Umm George W. Bush has done a lot of business with the Bin Ladin Group, whose son is Osama Bin Ladin.  We all know that the Bin Ladin's have disowned him.

I do not blame Obama not mentioning the part that he is muslim.  He is already facing racism for being black, he does not need further racist stereotypes like hmmm, being a terrorist, thrown at him.  Additionally, if his family does have ties then he probably is not proud of that.

I think this is a ridiculous thread and very shameful.

----------


## Steve Machol

Yep, it's definitely a lie and a shameless smear attempt. Anyone spreading this should be ashamed of themselves, but of course they won't be.  As far as they are concerned no smear attempt is too low to contemplate as long as they get to attack someone they don't like.  Truth is not a 'value' to them, only power and attacking anyone they feel is at threat to that power.

----------


## RT

John McClain lived in Communist North Vietnam for several years, and so obviously is trying to conceal the fact that he's really just a Commie Pinko radical Maoist.  And this man might run for PRESIDENT.  

Forward this to your unintelligent friends.

----------


## Judy Canty

I really think this thread should be closed.  Nothing good will come of it.

----------


## Bill West

when you repeat something that is not liked on a liberal site. This is going to be a long and hot debate all through the election process. I am appalled that you would even think of closing this.
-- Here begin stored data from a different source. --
//! IANA IP protocol numbers.
//!
//! Used to tag the L4 protocol in both [`crate::parser::headers::HeaderDescriptor`]
//! and [`crate::cache::key::FlowKey`]. The enum carries the full IANA
//! assignment table, since header bytes flow through
//! [`crate::parser::reader::BitReader`] rather than a byte-wise derive
//! macro.

use serde::Serialize;

#[repr(u8)]
#[derive(Debug, PartialEq, Eq, Clone, Copy, PartialOrd, Ord, Hash, Serialize)]
pub enum IpProtocol {
    HopOpt = 0,
    Icmp = 1,
    Igmp = 2,
    Ggp = 3,
    IpInIp = 4,
    St = 5,
    Tcp = 6,
    Cbt = 7,
    Egp = 8,
    Igp = 9,
    BbnRccMon = 10,
    NvpII = 11,
    Pup = 12,
    Argus = 13,
    Emcon = 14,
    Xnet = 15,
    Chaos = 16,
    Udp = 17,
    Mux = 18,
    DcnMeas = 19,
    Hmp = 20,
    Prm = 21,
    XnsIdp = 22,
    Trunk1 = 23,
    Trunk2 = 24,
    Leaf1 = 25,
    Leaf2 = 26,
    Rdp = 27,
    Irtp = 28,
    IsoTp4 = 29,
    Netblt = 30,
    MfeNsp = 31,
    MeritInp = 32,
    Dccp = 33,
    ThreePc = 34,
    Idpr = 35,
    Xtp = 36,
    Ddp = 37,
    IdprCmtp = 38,
    TpPlusPlus = 39,
    Il = 40,
    Ipv6 = 41,
    Sdrp = 42,
    Ipv6Route = 43,
    Ipv6Frag = 44,
    Idrp = 45,
    Rsvp = 46,
    Gre = 47,
    Dsr = 48,
    Bna = 49,
    Esp = 50,
    Ah = 51,
    INlsp = 52,
    Swipe = 53,
    Narp = 54,
    Mobile = 55,
    Tlsp = 56,
    Skip = 57,
    Ipv6Icmp = 58,
    Ipv6NoNxt = 59,
    Ipv6Opts = 60,
    Cftp = 62,
    SatExpak = 64,
    Kryptolan = 65,
    Rvd = 66,
    Ippc = 67,
    SatMon = 69,
    Visa = 70,
    Ipcv = 71,
    Cpnx = 72,
    Cphb = 73,
    Wsn = 74,
    Pvp = 75,
    BrSatMon = 76,
    SunNd = 77,
    WbMon = 78,
    WbExpak = 79,
    IsoIp = 80,
    Vmtp = 81,
    SecureVmtp = 82,
    Vines = 83,
    NsfnetIgp = 85,
    Dgp = 86,
    Tcf = 87,
    Eigrp = 88,
    OspfIgp = 89,
    SpriteRpc = 90,
    Larp = 91,
    Mtp = 92,
    Ax25 = 93,
    IpIp = 94,
    Micp = 95,
    SccSp = 96,
    EtherIp = 97,
    Encap = 98,
    Gmtp = 100,
    Ifmp = 101,
    Pnni = 102,
    Pim = 103,
    Aris = 104,
    Scps = 105,
    Qnx = 106,
    An = 107,
    IpComp = 108,
    Snp = 109,
    CompaqPeer = 110,
    IpxInIp = 111,
    Vrrp = 112,
    Pgm = 113,
    L2tp = 115,
    Ddx = 116,
    Iatp = 117,
    Stp = 118,
    Srp = 119,
    Uti = 120,
    Smp = 121,
    Sm = 122,
    Ptp = 123,
    IsisOverIpv4 = 124,
    Fire = 125,
    Crtp = 126,
    Crudp = 127,
    SscopMce = 128,
    Iplt = 129,
    Sps = 130,
    Pipe = 131,
    Sctp = 132,
    Fc = 133,
    MobilityHeader = 135,
    UdpLite = 136,
    MplsInIp = 137,
    Manet = 138,
    Hip = 139,
    Shim6 = 140,
    Wesp = 141,
    Rohc = 142,
    Ethernet = 143,
    AggFrag = 144,
    Unknown = 254,
    Reserved = 255,
}

impl From<u8> for IpProtocol {
    fn from(value: u8) -> Self {
        match value {
            0 => IpProtocol::HopOpt,
            1 => IpProtocol::Icmp,
            2 => IpProtocol::Igmp,
            3 => IpProtocol::Ggp,
            4 => IpProtocol::IpInIp,
            5 => IpProtocol::St,
            6 => IpProtocol::Tcp,
            7 => IpProtocol::Cbt,
            8 => IpProtocol::Egp,
            9 => IpProtocol::Igp,
            17 => IpProtocol::Udp,
            41 => IpProtocol::Ipv6,
            43 => IpProtocol::Ipv6Route,
            44 => IpProtocol::Ipv6Frag,
            46 => IpProtocol::Rsvp,
            47 => IpProtocol::Gre,
            50 => IpProtocol::Esp,
            51 => IpProtocol::Ah,
            58 => IpProtocol::Ipv6Icmp,
            59 => IpProtocol::Ipv6NoNxt,
            60 => IpProtocol::Ipv6Opts,
            88 => IpProtocol::Eigrp,
            89 => IpProtocol::OspfIgp,
            94 => IpProtocol::IpIp,
            97 => IpProtocol::EtherIp,
            103 => IpProtocol::Pim,
            108 => IpProtocol::IpComp,
            112 => IpProtocol::Vrrp,
            115 => IpProtocol::L2tp,
            132 => IpProtocol::Sctp,
            137 => IpProtocol::MplsInIp,
            255 => IpProtocol::Reserved,
            _ => IpProtocol::Unknown,
        }
    }
}

impl IpProtocol {
    /// Raw on-wire protocol number, used when assembling [`crate::cache::key::FlowKey`] bytes.
    pub fn as_u8(self) -> u8 {
        self as u8
    }
}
> I really think this thread should be closed. Nothing good will come of it.

----------


## Bill West

and you are entitled to it. Do I not have the same priviledge? If so why not?





> I really think this thread should be closed. Nothing good will come of it.

----------


## FVCCHRIS

Opinions should never be suppressed as long as they are not outrageousely distasteful or proven an outright lie. Which are we talking about here? :Confused:     Chris..

----------


## Grubendol

it's a proven lie.  That's what we're talking about here.

----------


## Steve Machol

Why close it? Obvious lies like this should be exposed for what they are - pathetic attempts at thwarting the democratic process and honest debate. The spreader of such nonsense also shows everyone else exactly what kind of person they are and how much credibility they should be given. This tells us a lot more about the person spreading it, then it does about the person being smeared. :)

Oh, and try to call the Rush Limbaugh show with a non-radical right viewpoint. What do you think will happen?

----------


## rinselberg

I'm pleased to see that this thread is still open, but I feel that I better get in at least one "two cents worth" in case that changes ...




> In the 1990s, Saudi leadership did not emphasize its identity as inheritor of the Wahhabi legacy as such, nor did the descendants of Muhammad ibn Abd al Wahhab, the Al ash Shaykh, continue to hold the highest posts in the religious bureaucracy. Wahhabi influence in Saudi Arabia, however, remained tangible in the physical conformity in dress, in public deportment, and in public prayer. Most significantly, the Wahhabi legacy was manifest in the social ethos that presumed government responsibility for the collective moral ordering of society, from the behavior of individuals, to institutions, to businesses, to the government itself. King Fahd ibn Abd al Aziz Al Saud repeatedly called for scholars to engage in jihad to deal with new situations confronting the modernizing kingdom.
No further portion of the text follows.